TCM & Holistic Health · Fasting · Autophagy · Cellular Renewal · Longevity
Fasting & Autophagy
The ancient practice that every tradition observed — and the Nobel Prize-winning cellular biology that explains why it works
Fasting — voluntary abstention from food for defined periods — is one of the oldest and most universal human practices, present in every major religious tradition (Ramadan, Yom Kippur, Christian Lent and monastic fasting, Buddhist Uposatha, Hindu Ekadashi) as a spiritual discipline associated with clarity, purification, and heightened awareness. Modern biology has now provided a compelling explanation for many of fasting's effects through the discovery of autophagy — the cellular self-cleaning process that Yoshinori Ohsumi's research (Nobel Prize in Physiology or Medicine, 2016) revealed is profoundly stimulated by nutrient deprivation.
Autophagy (from the Greek autos, self, and phagein, to eat) is the cellular process by which damaged organelles, misfolded proteins, and intracellular pathogens are engulfed in double-membrane vesicles (autophagosomes) and delivered to lysosomes for degradation and recycling. It is the cell's essential quality control mechanism — continuously removing damaged components before they accumulate and impair function. Three forms are recognised: macroautophagy (the primary pathway), microautophagy, and chaperone-mediated autophagy.
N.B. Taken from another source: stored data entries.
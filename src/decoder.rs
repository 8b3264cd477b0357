//! Annotation decoder.
//!
//! Parses the annotator's delimited response and maps every flagged token
//! back to the offsets of the token it was issued for. Offsets always come
//! from the original [`TokenizedText`], never from the response.

use std::collections::HashSet;
use std::sync::OnceLock;

use regex::Regex;
use serde::{Deserialize, Serialize};
use thiserror::Error;

use crate::tokenizer::{unescape, TokenizedText};

/// A span recovered from the annotator response
#[derive(Debug, Clone, PartialEq, Eq)]
pub struct AnnotatedToken {
    pub id: usize,
    pub error_type: Option<String>,
    pub suggestion: Option<String>,
    pub text: String,
}

/// A grammar error located in the normalized input text
#[derive(Debug, Clone, PartialEq, Eq, Serialize, Deserialize)]
#[serde(rename_all = "camelCase")]
pub struct GrammarError {
    pub error_type: String,
    pub suggestion: String,
    pub text: String,
    /// Start character offset in the normalized text
    pub start: usize,
    /// End character offset (exclusive)
    pub end: usize,
}

/// How much of the delimiter protocol the decoder enforces
#[derive(Debug, Clone, Copy, PartialEq, Eq, Default)]
pub enum DecodeMode {
    /// Report whatever the annotator flagged, skipping only unknown ids
    Lenient,
    /// Also reject responses that break the structural invariants
    #[default]
    Strict,
}

/// Structural protocol violation found in strict mode
#[derive(Debug, Clone, PartialEq, Eq, Error)]
pub enum Malformation {
    #[error("response contains no delimited tokens")]
    NoSpans,
    #[error("token id {0} appears more than once")]
    DuplicateId(usize),
    #[error("token id {found} follows id {previous}")]
    OutOfOrder { previous: usize, found: usize },
    #[error("whitespace token {0} was annotated")]
    AnnotatedWhitespace(usize),
}

fn span_pattern() -> &'static Regex {
    static PATTERN: OnceLock<Regex> = OnceLock::new();
    PATTERN.get_or_init(|| {
        Regex::new(r"(?s)\[START:(\d+)(?::ERROR:([^:\]]+):([^\]]+))?\]((?:\\.|[^\\\[])*)\[END\]")
            .expect("span pattern is valid")
    })
}

/// Extract every delimited span from the response, left to right.
///
/// Spans whose id does not fit in `usize` are skipped.
pub fn parse_annotations(response: &str) -> Vec<AnnotatedToken> {
    span_pattern()
        .captures_iter(response)
        .filter_map(|caps| {
            let id = caps.get(1)?.as_str().parse::<usize>().ok()?;
            Some(AnnotatedToken {
                id,
                error_type: caps.get(2).map(|m| m.as_str().trim().to_string()),
                suggestion: caps.get(3).map(|m| m.as_str().trim().to_string()),
                text: unescape(caps.get(4).map(|m| m.as_str()).unwrap_or_default()),
            })
        })
        .collect()
}

/// Decode an annotator response into grammar errors for `tokenized`
pub fn decode(
    tokenized: &TokenizedText,
    response: &str,
    mode: DecodeMode,
) -> Result<Vec<GrammarError>, Malformation> {
    let annotations = parse_annotations(response);

    let known: Vec<&AnnotatedToken> = annotations
        .iter()
        .filter(|ann| {
            let found = tokenized.get(ann.id).is_some();
            if !found {
                tracing::debug!(id = ann.id, "dropping annotation for unknown token id");
            }
            found
        })
        .collect();

    if mode == DecodeMode::Strict {
        validate(tokenized, &known)?;
    }

    let errors = known
        .into_iter()
        .filter_map(|ann| {
            let error_type = ann.error_type.clone()?;
            let token = tokenized.get(ann.id)?;
            Some(GrammarError {
                error_type,
                suggestion: ann.suggestion.clone().unwrap_or_default(),
                text: ann.text.clone(),
                start: token.start,
                end: token.end,
            })
        })
        .collect();

    Ok(errors)
}

fn validate(tokenized: &TokenizedText, spans: &[&AnnotatedToken]) -> Result<(), Malformation> {
    if spans.is_empty() && !tokenized.is_empty() {
        return Err(Malformation::NoSpans);
    }

    let mut seen = HashSet::new();
    let mut previous: Option<usize> = None;

    for ann in spans {
        if !seen.insert(ann.id) {
            return Err(Malformation::DuplicateId(ann.id));
        }
        if let Some(prev) = previous {
            if ann.id < prev {
                return Err(Malformation::OutOfOrder {
                    previous: prev,
                    found: ann.id,
                });
            }
        }
        previous = Some(ann.id);

        if ann.error_type.is_some() && tokenized.get(ann.id).is_some_and(|t| t.is_whitespace()) {
            return Err(Malformation::AnnotatedWhitespace(ann.id));
        }
    }

    Ok(())
}

#[cfg(test)]
mod tests {
    use super::*;
    use pretty_assertions::assert_eq;

    fn sample() -> TokenizedText {
        TokenizedText::new("This is a mistake")
    }

    #[test]
    fn test_parse_plain_and_annotated_spans() {
        let anns = parse_annotations("[START:1]Hi[END][START:2:ERROR:spelling:Hey]Helo[END]");

        assert_eq!(
            anns,
            vec![
                AnnotatedToken {
                    id: 1,
                    error_type: None,
                    suggestion: None,
                    text: "Hi".to_string(),
                },
                AnnotatedToken {
                    id: 2,
                    error_type: Some("spelling".to_string()),
                    suggestion: Some("Hey".to_string()),
                    text: "Helo".to_string(),
                },
            ]
        );
    }

    #[test]
    fn test_unannotated_echo_yields_no_errors() {
        let tokenized = sample();
        for mode in [DecodeMode::Lenient, DecodeMode::Strict] {
            let errors = decode(&tokenized, &tokenized.encode(), mode).unwrap();
            assert!(errors.is_empty());
        }
    }

    #[test]
    fn test_single_annotation_uses_original_offsets() {
        let tokenized = sample();
        let response = tokenized
            .encode()
            .replace("[START:5]", "[START:5:ERROR:grammar:should be 'an']");

        let errors = decode(&tokenized, &response, DecodeMode::Strict).unwrap();

        assert_eq!(
            errors,
            vec![GrammarError {
                error_type: "grammar".to_string(),
                suggestion: "should be 'an'".to_string(),
                text: "a".to_string(),
                start: 8,
                end: 9,
            }]
        );
    }

    #[test]
    fn test_offsets_ignore_response_drift() {
        let tokenized = sample();
        // the model collapsed the whitespace and rewrote the token text
        let response = "[START:1]This[END][START:3]is[END][START:5:ERROR:grammar:an]an[END]";

        let errors = decode(&tokenized, response, DecodeMode::Lenient).unwrap();
        assert_eq!(errors.len(), 1);
        assert_eq!((errors[0].start, errors[0].end), (8, 9));
        assert_eq!(errors[0].text, "an");
    }

    #[test]
    fn test_unknown_id_is_dropped() {
        let tokenized = sample();
        let response = tokenized
            .encode()
            .replace("[START:5]", "[START:5:ERROR:grammar:should be 'an']")
            + "[START:42:ERROR:grammar:made up]ghost[END]";

        for mode in [DecodeMode::Lenient, DecodeMode::Strict] {
            let errors = decode(&tokenized, &response, mode).unwrap();
            assert_eq!(errors.len(), 1);
            assert_eq!(errors[0].start, 8);
        }
    }

    #[test]
    fn test_oversized_id_is_dropped() {
        let tokenized = sample();
        let response = "[START:99999999999999999999999:ERROR:x:y]a[END][START:1:ERROR:case:this]This[END]";

        let errors = decode(&tokenized, response, DecodeMode::Lenient).unwrap();
        assert_eq!(errors.len(), 1);
        assert_eq!(errors[0].error_type, "case");
    }

    #[test]
    fn test_lenient_passes_whitespace_annotation_through() {
        let tokenized = sample();
        let response = tokenized
            .encode()
            .replace("[START:2]", "[START:2:ERROR:spacing:remove]");

        let errors = decode(&tokenized, &response, DecodeMode::Lenient).unwrap();
        assert_eq!(errors.len(), 1);
        assert_eq!((errors[0].start, errors[0].end), (4, 5));
    }

    #[test]
    fn test_strict_rejects_whitespace_annotation() {
        let tokenized = sample();
        let response = tokenized
            .encode()
            .replace("[START:2]", "[START:2:ERROR:spacing:remove]");

        assert_eq!(
            decode(&tokenized, &response, DecodeMode::Strict),
            Err(Malformation::AnnotatedWhitespace(2))
        );
    }

    #[test]
    fn test_strict_rejects_duplicate_ids() {
        let tokenized = sample();
        let response = "[START:1]This[END][START:1]This[END]";
        assert_eq!(
            decode(&tokenized, response, DecodeMode::Strict),
            Err(Malformation::DuplicateId(1))
        );
    }

    #[test]
    fn test_strict_rejects_out_of_order_ids() {
        let tokenized = sample();
        let response = "[START:3]is[END][START:1]This[END]";
        assert_eq!(
            decode(&tokenized, response, DecodeMode::Strict),
            Err(Malformation::OutOfOrder { previous: 3, found: 1 })
        );
        assert!(decode(&tokenized, response, DecodeMode::Lenient).is_ok());
    }

    #[test]
    fn test_strict_rejects_response_without_spans() {
        let tokenized = sample();
        assert_eq!(
            decode(&tokenized, "Sorry, I cannot help with that.", DecodeMode::Strict),
            Err(Malformation::NoSpans)
        );
        assert_eq!(
            decode(&tokenized, "Sorry, I cannot help with that.", DecodeMode::Lenient),
            Ok(vec![])
        );
    }

    #[test]
    fn test_escaped_delimiters_in_user_text() {
        let tokenized = TokenizedText::new("see [END] here");
        let response = tokenized
            .encode()
            .replace("[START:3]", "[START:3:ERROR:style:remove brackets]");

        let errors = decode(&tokenized, &response, DecodeMode::Strict).unwrap();
        assert_eq!(errors.len(), 1);
        assert_eq!(errors[0].text, "[END]");
        assert_eq!((errors[0].start, errors[0].end), (4, 9));
    }

    #[test]
    fn test_multiline_whitespace_tokens_parse() {
        let tokenized = TokenizedText::new("one\n\ntwo");
        let anns = parse_annotations(&tokenized.encode());
        assert_eq!(anns.len(), 3);
        assert_eq!(anns[1].text, "\n\n");
    }

    #[test]
    fn test_serializes_camel_case() {
        let error = GrammarError {
            error_type: "grammar".to_string(),
            suggestion: "an".to_string(),
            text: "a".to_string(),
            start: 8,
            end: 9,
        };
        let json = serde_json::to_value(&error).unwrap();
        assert_eq!(json["errorType"], "grammar");
        assert_eq!(json["start"], 8);
    }
}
Autophagy is regulated primarily by the mTOR (mechanistic target of rapamycin) signalling pathway. When nutrients are abundant, mTOR is active and suppresses autophagy — growth and reproduction are prioritised. When nutrients are scarce (fasting), mTOR is inhibited and autophagy is upregulated — the cell switches from growth mode to maintenance mode, clearing damaged components, recycling their amino acids, and increasing stress resistance. This nutrient-sensing switch between growth and repair appears to be a fundamental feature of cellular biology across all complex life.
Intermittent Fasting (IF)
The most widely practised modern fasting approach — restricting food intake to a specific window of time each day or week. Common protocols: 16:8 (16 hours fasting, 8 hours eating window), 18:6, OMAD (one meal a day), and 5:2 (normal eating 5 days, significant caloric restriction 2 days). Clinical research has confirmed benefits for weight management, insulin sensitivity, lipid profiles, inflammatory markers, and cognitive function. Time-restricted eating also aligns food intake with circadian biology — eating during daylight hours when metabolic processes are optimised.
Prolonged Fasting
Fasts of 24–72 hours or longer produce more profound physiological effects than IF: deeper autophagy activation, significant reduction in IGF-1 (growth factor associated with ageing and cancer risk), ketone production (providing alternative fuel for the brain and heart while sparing muscle protein), immune system regeneration (studies show that 72-hour fasts trigger stem cell-based immune system renewal), and significant reduction in inflammatory markers. Prolonged fasting requires medical supervision for anyone with health conditions and is not appropriate for pregnant women, those with eating disorder history, or type 1 diabetics.
Fasting-Mimicking Diet
Developed by longevity researcher Valter Longo, the fasting-mimicking diet (FMD) achieves many of the effects of prolonged fasting while allowing food consumption — a 5-day protocol of approximately 1,000 calories day 1 and 700 calories days 2–5, with specific macronutrient ratios that keep mTOR inhibited and autophagy activated. Clinical trials have shown it reduces cardiovascular risk factors, improves insulin resistance, and may have applications in cancer treatment (as an adjunct to chemotherapy). It is more tolerable than extended water fasting and allows completion of normal daily activities.
Spiritual Fasting
The universal presence of fasting as spiritual practice across traditions is not coincidence. The heightened mental clarity and altered perception reported during fasting have biological correlates: elevated ketones provide efficient fuel for the brain, reduced insulin and IGF-1 alter neurotransmitter dynamics, and autophagy in neuronal cells clears the synaptic debris that impairs optimal cognitive function. The contemplative traditions observed through experience what modern biology is now explaining mechanically: fasting genuinely changes the quality of consciousness, not merely through discipline but through specific neurochemical shifts.
Autophagy is essentially a mechanism for cellular renewal and rejuvenation. Fasting is the most powerful physiological stimulus for this process — it is the body performing its own housekeeping at the deepest cellular level.